- Opening Delimiter -
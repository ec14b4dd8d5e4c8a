//! Frame model and protobuf codec for the realtime place protocol.
//!
//! Every message between a client and the remote authority is a named event
//! (`"bounds"`, `"chunk"`, `"message"`, ...) carrying a JSON payload. This
//! crate owns only the envelope; the typed meaning of each event lives in the
//! `place` crate. Payloads stay flexible (`serde_json::Value`) while the
//! envelope is encoded as protobuf for compact binary transport.

use prost::Message;
use serde::{Deserialize, Serialize};
use serde_json::{Map, Value};

/// Error returned by [`decode_frame`].
#[derive(Debug, thiserror::Error)]
pub enum CodecError {
    /// The raw bytes could not be decoded as a protobuf `WireFrame`.
    #[error("failed to decode protobuf frame: {0}")]
    Decode(#[from] prost::DecodeError),
    /// The frame decoded but carries no event name.
    #[error("frame has an empty event name")]
    MissingEvent,
}

/// A single named event on the realtime wire protocol.
#[derive(Clone, Debug, PartialEq, Serialize, Deserialize)]
pub struct Frame {
    /// Unique identifier for this frame (UUID string).
    pub id: String,
    /// Milliseconds since the Unix epoch when the frame was created.
    pub ts: i64,
    /// Sender identifier, when the authority relays another participant's event.
    pub from: Option<String>,
    /// Event name, e.g. `"line"` or `"users"`.
    pub event: String,
    /// Event payload.
    pub data: Value,
}

impl Frame {
    /// Build a frame with no sender.
    #[must_use]
    pub fn new(id: impl Into<String>, ts: i64, event: impl Into<String>, data: Value) -> Self {
        Self { id: id.into(), ts, from: None, event: event.into(), data }
    }

    /// Attach a sender identifier.
    #[must_use]
    pub fn with_from(mut self, from: impl Into<String>) -> Self {
        self.from = Some(from.into());
        self
    }
}

/// Encode a frame into protobuf bytes.
#[must_use]
pub fn encode_frame(frame: &Frame) -> Vec<u8> {
    let wire = frame_to_wire(frame);

    let mut out = Vec::with_capacity(wire.encoded_len());
    // Encoding into a growable Vec cannot run out of capacity.
    wire.encode(&mut out).unwrap_or_default();
    out
}

/// Decode protobuf bytes into a frame.
///
/// # Errors
///
/// Returns [`CodecError::Decode`] for malformed bytes and
/// [`CodecError::MissingEvent`] when the event name is empty.
pub fn decode_frame(bytes: &[u8]) -> Result<Frame, CodecError> {
    let wire = WireFrame::decode(bytes)?;
    wire_to_frame(wire)
}

fn frame_to_wire(frame: &Frame) -> WireFrame {
    WireFrame {
        id: frame.id.clone(),
        ts: frame.ts,
        from: frame.from.clone(),
        event: frame.event.clone(),
        data: Some(json_to_proto_value(&frame.data)),
    }
}

fn wire_to_frame(wire: WireFrame) -> Result<Frame, CodecError> {
    if wire.event.is_empty() {
        return Err(CodecError::MissingEvent);
    }
    Ok(Frame {
        id: wire.id,
        ts: wire.ts,
        from: wire.from,
        event: wire.event,
        data: wire
            .data
            .map_or(Value::Object(Map::new()), |v| proto_to_json_value(&v)),
    })
}

fn json_to_proto_value(value: &Value) -> prost_types::Value {
    use prost_types::value::Kind;

    let kind = match value {
        Value::Null => Kind::NullValue(prost_types::NullValue::NullValue as i32),
        Value::Bool(v) => Kind::BoolValue(*v),
        Value::Number(v) => Kind::NumberValue(v.as_f64().unwrap_or(0.0)),
        Value::String(v) => Kind::StringValue(v.clone()),
        Value::Array(v) => Kind::ListValue(prost_types::ListValue {
            values: v.iter().map(json_to_proto_value).collect(),
        }),
        Value::Object(v) => Kind::StructValue(prost_types::Struct {
            fields: v
                .iter()
                .map(|(k, v)| (k.clone(), json_to_proto_value(v)))
                .collect(),
        }),
    };

    prost_types::Value { kind: Some(kind) }
}

/// Whole numbers come back as JSON integers so coordinates keep their
/// integral form across the protobuf `double` representation.
fn proto_to_json_value(value: &prost_types::Value) -> Value {
    use prost_types::value::Kind;

    let Some(kind) = &value.kind else {
        return Value::Null;
    };

    match kind {
        Kind::NullValue(_) => Value::Null,
        Kind::NumberValue(v) => number_value(*v),
        Kind::StringValue(v) => Value::String(v.clone()),
        Kind::BoolValue(v) => Value::Bool(*v),
        Kind::StructValue(v) => Value::Object(
            v.fields
                .iter()
                .map(|(k, v)| (k.clone(), proto_to_json_value(v)))
                .collect(),
        ),
        Kind::ListValue(v) => Value::Array(v.values.iter().map(proto_to_json_value).collect()),
    }
}

#[allow(clippy::cast_possible_truncation, clippy::cast_precision_loss)]
fn number_value(v: f64) -> Value {
    // 2^53: the largest range where every integer is exact in an f64.
    const EXACT: f64 = 9_007_199_254_740_992.0;
    if v.fract() == 0.0 && v.abs() <= EXACT {
        return Value::from(v as i64);
    }
    serde_json::Number::from_f64(v).map_or(Value::Null, Value::Number)
}

#[derive(Clone, PartialEq, Message)]
struct WireFrame {
    #[prost(string, tag = "1")]
    id: String,
    #[prost(int64, tag = "2")]
    ts: i64,
    #[prost(string, optional, tag = "3")]
    from: Option<String>,
    #[prost(string, tag = "4")]
    event: String,
    #[prost(message, optional, tag = "5")]
    data: Option<prost_types::Value>,
}

#[cfg(test)]
#[path = "lib_test.rs"]
mod tests;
- Closing Delimiter -
■ Exercise aim
Everything in the material above should be output exactly.

■ Output of the exercise
repository ec14b4dd8d5e4c8a
//! Frame model and protobuf codec for the realtime place protocol.
//!
//! Every message between a client and the remote authority is a named event
//! (`"bounds"`, `"chunk"`, `"message"`, ...) carrying a JSON payload. This
//! crate owns only the envelope; the typed meaning of each event lives in the
//! `place` crate. Payloads stay flexible (`serde_json::Value`) while the
//! envelope is encoded as protobuf for compact binary transport.

use prost::Message;
use serde::{Deserialize, Serialize};
use serde_json::{Map, Value};

/// Error returned by [`decode_frame`].
#[derive(Debug, thiserror::Error)]
pub enum CodecError {
    /// The raw bytes could not be decoded as a protobuf `WireFrame`.
    #[error("failed to decode protobuf frame: {0}")]
    Decode(#[from] prost::DecodeError),
    /// The frame decoded but carries no event name.
    #[error("frame has an empty event name")]
    MissingEvent,
}

/// A single named event on the realtime wire protocol.
#[derive(Clone, Debug, PartialEq, Serialize, Deserialize)]
pub struct Frame {
    /// Unique identifier for this frame (UUID string).
    pub id: String,
    /// Milliseconds since the Unix epoch when the frame was created.
    pub ts: i64,
    /// Sender identifier, when the authority relays another participant's event.
    pub from: Option<String>,
    /// Event name, e.g. `"line"` or `"users"`.
    pub event: String,
    /// Event payload.
    pub data: Value,
}

impl Frame {
    /// Build a frame with no sender.
    #[must_use]
    pub fn new(id: impl Into<String>, ts: i64, event: impl Into<String>, data: Value) -> Self {
        Self { id: id.into(), ts, from: None, event: event.into(), data }
    }

    /// Attach a sender identifier.
    #[must_use]
    pub fn with_from(mut self, from: impl Into<String>) -> Self {
        self.from = Some(from.into());
        self
    }
}

/// Encode a frame into protobuf bytes.
#[must_use]
pub fn encode_frame(frame: &Frame) -> Vec<u8> {
    let wire = frame_to_wire(frame);

    let mut out = Vec::with_capacity(wire.encoded_len());
    // Encoding into a growable Vec cannot run out of capacity.
    wire.encode(&mut out).unwrap_or_default();
    out
}

/// Decode protobuf bytes into a frame.
///
/// # Errors
///
/// Returns [`CodecError::Decode`] for malformed bytes and
/// [`CodecError::MissingEvent`] when the event name is empty.
pub fn decode_frame(bytes: &[u8]) -> Result<Frame, CodecError> {
    let wire = WireFrame::decode(bytes)?;
    wire_to_frame(wire)
}

fn frame_to_wire(frame: &Frame) -> WireFrame {
    WireFrame {
        id: frame.id.clone(),
        ts: frame.ts,
        from: frame.from.clone(),
        event: frame.event.clone(),
        data: Some(json_to_proto_value(&frame.data)),
    }
}

fn wire_to_frame(wire: WireFrame) -> Result<Frame, CodecError> {
    if wire.event.is_empty() {
        return Err(CodecError::MissingEvent);
    }
    Ok(Frame {
        id: wire.id,
        ts: wire.ts,
        from: wire.from,
        event: wire.event,
        data: wire
            .data
            .map_or(Value::Object(Map::new()), |v| proto_to_json_value(&v)),
    })
}

fn json_to_proto_value(value: &Value) -> prost_types::Value {
    use prost_types::value::Kind;

    let kind = match value {
        Value::Null => Kind::NullValue(prost_types::NullValue::NullValue as i32),
        Value::Bool(v) => Kind::BoolValue(*v),
        Value::Number(v) => Kind::NumberValue(v.as_f64().unwrap_or(0.0)),
        Value::String(v) => Kind::StringValue(v.clone()),
        Value::Array(v) => Kind::ListValue(prost_types::ListValue {
            values: v.iter().map(json_to_proto_value).collect(),
        }),
        Value::Object(v) => Kind::StructValue(prost_types::Struct {
            fields: v
                .iter()
                .map(|(k, v)| (k.clone(), json_to_proto_value(v)))
                .collect(),
        }),
    };

    prost_types::Value { kind: Some(kind) }
}

/// Whole numbers come back as JSON integers so coordinates keep their
/// integral form across the protobuf `double` representation.
fn proto_to_json_value(value: &prost_types::Value) -> Value {
    use prost_types::value::Kind;

    let Some(kind) = &value.kind else {
        return Value::Null;
    };

    match kind {
        Kind::NullValue(_) => Value::Null,
        Kind::NumberValue(v) => number_value(*v),
        Kind::StringValue(v) => Value::String(v.clone()),
        Kind::BoolValue(v) => Value::Bool(*v),
        Kind::StructValue(v) => Value::Object(
            v.fields
                .iter()
                .map(|(k, v)| (k.clone(), proto_to_json_value(v)))
                .collect(),
        ),
        Kind::ListValue(v) => Value::Array(v.values.iter().map(proto_to_json_value).collect()),
    }
}

#[allow(clippy::cast_possible_truncation, clippy::cast_precision_loss)]
fn number_value(v: f64) -> Value {
    // 2^53: the largest range where every integer is exact in an f64.
    const EXACT: f64 = 9_007_199_254_740_992.0;
    if v.fract() == 0.0 && v.abs() <= EXACT {
        return Value::from(v as i64);
    }
    serde_json::Number::from_f64(v).map_or(Value::Null, Value::Number)
}

#[derive(Clone, PartialEq, Message)]
struct WireFrame {
    #[prost(string, tag = "1")]
    id: String,
    #[prost(int64, tag = "2")]
    ts: i64,
    #[prost(string, optional, tag = "3")]
    from: Option<String>,
    #[prost(string, tag = "4")]
    event: String,
    #[prost(message, optional, tag = "5")]
    data: Option<prost_types::Value>,
}

#[cfg(test)]
#[path = "lib_test.rs"]
mod tests;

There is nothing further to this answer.